__Input records__:
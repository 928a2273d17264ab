use std::collections::HashMap;
use std::sync::Arc;

use async_trait::async_trait;
use lazy_static::lazy_static;
use tokio::sync::RwLock;
use uuid::Uuid;

use crate::core::exchange::{ExchangeError, ExchangeResult};
use crate::gateway::images::{ImageFile, ImageStore, StoredImage};

lazy_static! {
    static ref SHARED: MemoryImageStore = MemoryImageStore::new();
}

// MemoryImageStore keeps uploads in a process-local map; it backs dev mode and
// the test suite, where orphan checks need to see inside the store.
#[derive(Debug, Clone, Default)]
pub(crate) struct MemoryImageStore {
    images: Arc<RwLock<HashMap<String, ImageFile>>>,
}

impl MemoryImageStore {
    pub(crate) fn new() -> Self {
        Self::default()
    }

    pub(crate) fn shared() -> Self {
        SHARED.clone()
    }

    #[cfg(test)]
    pub(crate) async fn contains(&self, image_id: &str) -> bool {
        self.images.read().await.contains_key(image_id)
    }

    #[cfg(test)]
    pub(crate) async fn count(&self) -> usize {
        self.images.read().await.len()
    }
}

#[async_trait]
impl ImageStore for MemoryImageStore {
    async fn upload(&self, file: &ImageFile) -> ExchangeResult<StoredImage> {
        let image_id = Uuid::new_v4().to_string();
        let url = format!("memory://book-images/{}/{}", image_id, file.file_name);
        self.images.write().await.insert(image_id.to_string(), file.clone());
        Ok(StoredImage { url, image_id })
    }

    async fn destroy(&self, image_id: &str) -> ExchangeResult<()> {
        match self.images.write().await.remove(image_id) {
            Some(_) => Ok(()),
            None => Err(ExchangeError::not_found(format!("image not found for {}", image_id).as_str())),
        }
    }
}

#[cfg(test)]
mod tests {
    use crate::gateway::images::{ImageFile, ImageStore};
    use crate::gateway::memory::store::MemoryImageStore;

    fn image() -> ImageFile {
        ImageFile {
            file_name: "dune.jpg".to_string(),
            content_type: "image/jpeg".to_string(),
            data: vec![1, 2, 3],
        }
    }

    #[tokio::test]
    async fn test_should_upload_and_destroy_image() {
        let store = MemoryImageStore::new();
        let stored = store.upload(&image()).await.expect("should upload image");
        assert!(stored.url.contains(stored.image_id.as_str()));
        assert!(store.contains(stored.image_id.as_str()).await);
        assert_eq!(1, store.count().await);

        let _ = store.destroy(stored.image_id.as_str()).await.expect("should destroy image");
        assert!(!store.contains(stored.image_id.as_str()).await);
        assert_eq!(0, store.count().await);
    }

    #[tokio::test]
    async fn test_should_fail_destroy_of_missing_image() {
        let store = MemoryImageStore::new();
        let res = store.destroy("missing").await;
        assert!(res.is_err());
    }
}
use std::sync::Arc;
use async_trait::async_trait;
use serde::Deserialize;
use crate::books::dto::BookDto;
use crate::core::command::{Command, CommandError};
use crate::listing::domain::{ListingService, SearchFilters};

pub(crate) struct SearchBooksCommand {
    listing_service: Arc<dyn ListingService>,
}

impl SearchBooksCommand {
    pub(crate) fn new(listing_service: Arc<dyn ListingService>) -> Self {
        Self {
            listing_service,
        }
    }
}

#[derive(Debug, Default, Deserialize)]
pub(crate) struct SearchBooksCommandRequest {
    pub(crate) title: Option<String>,
    pub(crate) location: Option<String>,
}

impl SearchBooksCommandRequest {
    // blank query params impose no constraint, same as absent ones
    pub fn build_filters(&self) -> SearchFilters {
        SearchFilters {
            title: self.title.clone().filter(|title| !title.is_empty()),
            location: self.location.clone().filter(|location| !location.is_empty()),
        }
    }
}

pub(crate) type SearchBooksCommandResponse = Vec<BookDto>;

#[async_trait]
impl Command<SearchBooksCommandRequest, SearchBooksCommandResponse> for SearchBooksCommand {
    async fn execute(&self, req: SearchBooksCommandRequest) -> Result<SearchBooksCommandResponse, CommandError> {
        self.listing_service.search(&req.build_filters()).await.map_err(CommandError::from)
    }
}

__What the task asks__:
Provide the number of lines holding the word "ExchangeResult" within the material, without any other text.

__Answer to the problem__:
3